There are a number of side effects associated with cyclosporine. The primary side effects are high blood pressure, hirsutism, kidney damage, tremor, and excessive growth of the gums. Other common side effects include abdominal discomfort, acne, breathing difficulty, convulsions (especially when combined with methylprednisone), coughing, cramps, diarrhea, flu-like symptoms, flushing, headache, liver damage, lymph system tumors, muscle, bone, or joint pain, nasal or sinus inflammation, nausea, numbness, vomiting, and wheezing. Less common side effects include abdominal distention, anemia, appetite changes, bleeding gums, brittle fingernails, confusion, conjunctivitis, dizziness, fever, fluid retention, frequent urination, hearing loss, hiccups, high blood sugar, indigestion, infection, insomnia, nervousness, rash, tinnitus, ulcers, and vertigo. Rare side effects may include anxiety, blood in the urine, chest pain, constipation, depression, difficulty swallowing, gynecomastia, heart attack, mouth sores, night sweats, stomach and upper intestinal bleeding, tingling, visual disturbances, weakness, and weight loss.

Because cyclosporine is a powerful immune suppressant, there are a number of special warnings given to individuals who must take the drug.

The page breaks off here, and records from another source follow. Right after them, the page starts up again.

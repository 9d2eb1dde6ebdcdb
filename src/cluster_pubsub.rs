use std::collections::{BTreeMap, HashMap};
use std::sync::{Arc, Mutex, Weak};
use std::time::Duration;

use bytes::Bytes;
use tokio::time::{interval_at, Instant, MissedTickBehavior};
use tracing::{debug, info, warn};

use crate::async_client::{AsyncClient, MessageHandler};
use crate::config::{Address, AsyncConfig, ClusterConfig, Uri};
use crate::reactor::{Reactor, ReactorHandle};
use crate::reply::Reply;
use crate::slot::hash_slot;
use crate::topology::{SlotMap, TopologyCache};
use crate::{Error, Result};

/// Publish/subscribe over a cluster, one async client per master.
///
/// A channel is served by the master owning `hash_slot(channel)`. Channels are registered here as
/// well as on the client serving them, so when the slot layout changes every client is replaced
/// and each channel is subscribed again on its new owner.
pub struct ClusterPubSub {
    inner: Arc<Inner>,
    _reactor: Option<Reactor>,
}

struct Inner {
    reactor: ReactorHandle,
    client: AsyncConfig,
    topology: TopologyCache,
    clients: Mutex<BTreeMap<Address, Arc<AsyncClient>>>,
    subscriptions: Mutex<HashMap<String, MessageHandler>>,
}

impl ClusterPubSub {
    pub fn connect(config: ClusterConfig) -> Result<ClusterPubSub> {
        let reactor = Reactor::new()?;
        let mut pubsub = ClusterPubSub::with_reactor(&reactor.handle(), config)?;
        pubsub._reactor = Some(reactor);
        Ok(pubsub)
    }

    /// Loads the slot layout and starts a client per master. Must not be called from a reactor
    /// thread.
    pub fn with_reactor(reactor: &ReactorHandle, config: ClusterConfig) -> Result<ClusterPubSub> {
        let connection = config.connection_config();
        let client = AsyncConfig {
            uri: Uri {
                password: config.password(),
                ..Uri::default()
            },
            cluster_mode: true,
            connect_timeout: config.connect_timeout.unwrap_or(Duration::from_secs(1)),
            ..AsyncConfig::default()
        };

        let inner = Arc::new(Inner {
            reactor: reactor.clone(),
            client,
            topology: TopologyCache::new(
                config.seeds.iter().map(|uri| uri.address.clone()).collect(),
                connection,
            ),
            clients: Mutex::new(BTreeMap::new()),
            subscriptions: Mutex::new(HashMap::new()),
        });

        inner.rebuild(inner.topology.fetch()?);

        reactor.spawn(refresh_topology(
            Arc::downgrade(&inner),
            reactor.clone(),
            config.refresh_interval,
        ));

        Ok(ClusterPubSub {
            inner,
            _reactor: None,
        })
    }

    /// Registers `on_message` for `channel` and subscribes on the node serving it.
    pub fn subscribe<M, R>(&self, channel: &str, on_message: M, on_reply: R) -> Result<()>
    where
        M: Fn(&str, &Bytes) + Send + Sync + 'static,
        R: FnOnce(Result<Reply>) + Send + 'static,
    {
        let handler: MessageHandler = Arc::new(on_message);
        self.inner
            .subscriptions
            .lock()
            .unwrap()
            .insert(channel.to_string(), handler.clone());

        let client = self.inner.client_for(channel)?;
        client.subscribe(channel, move |c, p| handler(c, p), on_reply)
    }

    pub fn unsubscribe<R>(&self, channel: &str, on_reply: R) -> Result<()>
    where
        R: FnOnce(Result<Reply>) + Send + 'static,
    {
        self.inner.subscriptions.lock().unwrap().remove(channel);
        self.inner.client_for(channel)?.unsubscribe(channel, on_reply)
    }

    pub fn publish<R>(&self, channel: &str, message: impl AsRef<[u8]>, on_reply: R) -> Result<()>
    where
        R: FnOnce(Result<Reply>) + Send + 'static,
    {
        self.inner.client_for(channel)?.publish(channel, message, on_reply)
    }

    /// Registered channels, sorted.
    pub fn subscribed_channels(&self) -> Vec<String> {
        let mut channels: Vec<String> = self
            .inner
            .subscriptions
            .lock()
            .unwrap()
            .keys()
            .cloned()
            .collect();
        channels.sort();
        channels
    }

    /// Address of the node serving `channel`.
    pub fn node_for(&self, channel: &str) -> Option<Address> {
        self.inner
            .topology
            .owner(hash_slot(channel.as_bytes()))
            .map(|address| address.as_ref().clone())
    }

    pub fn client_addresses(&self) -> Vec<Address> {
        self.inner.clients.lock().unwrap().keys().cloned().collect()
    }

    /// Checks the slot layout now. Must not be called from a reactor thread.
    pub fn refresh(&self) -> Result<bool> {
        self.inner.refresh()
    }
}

impl Drop for ClusterPubSub {
    fn drop(&mut self) {
        for client in self.inner.clients.lock().unwrap().values() {
            client.shutdown();
        }
    }
}

impl Inner {
    fn client_for(&self, channel: &str) -> Result<Arc<AsyncClient>> {
        let slot = hash_slot(channel.as_bytes());
        let clients = self.clients.lock().unwrap();
        let owner = self.topology.owner(slot).ok_or(Error::SlotNotServed(slot))?;
        clients.get(owner.as_ref()).cloned().ok_or(Error::NoPool)
    }

    /// Replaces every client with fresh ones for the masters of `map` and spreads the registered
    /// channels over them. The layout is installed together with the new clients.
    fn rebuild(&self, map: SlotMap) {
        let fresh: BTreeMap<Address, Arc<AsyncClient>> = map
            .masters()
            .into_iter()
            .map(|address| {
                let config = AsyncConfig {
                    uri: Uri {
                        address: address.clone(),
                        ..self.client.uri.clone()
                    },
                    ..self.client.clone()
                };
                (address, Arc::new(AsyncClient::new(&self.reactor, config)))
            })
            .collect();

        let subscriptions: Vec<(String, MessageHandler)> = self
            .subscriptions
            .lock()
            .unwrap()
            .iter()
            .map(|(channel, handler)| (channel.clone(), handler.clone()))
            .collect();

        for (channel, handler) in subscriptions {
            let owner = map.lookup(hash_slot(channel.as_bytes()));
            match owner.and_then(|node| fresh.get(&node.master)) {
                Some(client) => {
                    // Not connected yet, so this only registers the channel.
                    let _ = client.subscribe(&channel, move |c, p| handler(c, p), |_| {});
                }
                None => warn!(%channel, "no node serves channel"),
            }
        }

        for client in fresh.values() {
            let _ = client.connect();
        }

        let count = fresh.len();
        let stale = {
            let mut clients = self.clients.lock().unwrap();
            self.topology.reset(map);
            std::mem::replace(&mut *clients, fresh)
        };
        for client in stale.values() {
            client.shutdown();
        }
        info!(clients = count, replaced = stale.len(), "pubsub clients rebuilt");
    }

    fn refresh(&self) -> Result<bool> {
        match self.topology.fetch_changed()? {
            Some(map) => {
                self.rebuild(map);
                Ok(true)
            }
            None => {
                debug!("pubsub topology unchanged");
                Ok(false)
            }
        }
    }
}

async fn refresh_topology(inner: Weak<Inner>, reactor: ReactorHandle, period: Duration) {
    let mut ticker = interval_at(Instant::now() + period, period);
    ticker.set_missed_tick_behavior(MissedTickBehavior::Delay);

    loop {
        ticker.tick().await;
        let Some(inner) = inner.upgrade() else {
            break;
        };

        match reactor.spawn_blocking(move || inner.refresh()).await {
            Ok(Ok(_)) => {}
            Ok(Err(err)) => warn!(error = %err, "pubsub topology refresh failed"),
            Err(err) => warn!(error = %err, "pubsub topology refresh panicked"),
        }
    }
}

  • Patients taking cyclosporine are at an increased risk of infection and certain malignancies, including cancer. Patients should also avoid any immunizations, as the possibility exists that they will contract the virus from the live vaccine.
  • At high doses, the drug is toxic to the liver and kidneys. Patients must go for urinalysis regularly while on cyclosporine.
  • Cyclosporine generally should not be used by pregnant women, though a physician may determine the benefit outweighs the potential risk to the unborn child. The drug does appear in breast milk and should not be used by breastfeeding mothers. In addition, oral contraceptives should not be used without a doctor's approval - barrier methods such as condoms and diaphrams must be used instead.
  • Blood pressure may increase while a patient is taking cyclosporine, especially if the individual is elderly.
  • A number of other drugs react with cyclosporine. A doctor should be consulted before combining it with other drugs, including common ones such as Tegretol, Tagamet, Diflucan, Nizoral, Zantac, and Dilantin. In addition, patients on cyclosporine should not eat grapefruit or drink grapefruit juice.

Sandimmune and Neoral are available in capsules and liquid form. When opened, the capsule container may smell bad - this typically dissipates right away. For the liquid, the outside of the dosage syringe should be washed and dried. To make Sandimmune more palatable, it may be mixed with warm milk, chocolate milk, or orange juice; Neoral should be mixed with room-temperature orange or apple juice but not with milk because this will make it taste bad. Liquid cyclosporine should be mixed in a container made of glass and not plastic, and should be swallowed right away without being left standing. To ensure the full dosage is obtained, patients should also fill the cup with more of the primary liquid and drink that until the cup is cleaner. The usual dosage of cyclosporine is about 10mg per 2.2 pounds of body weight.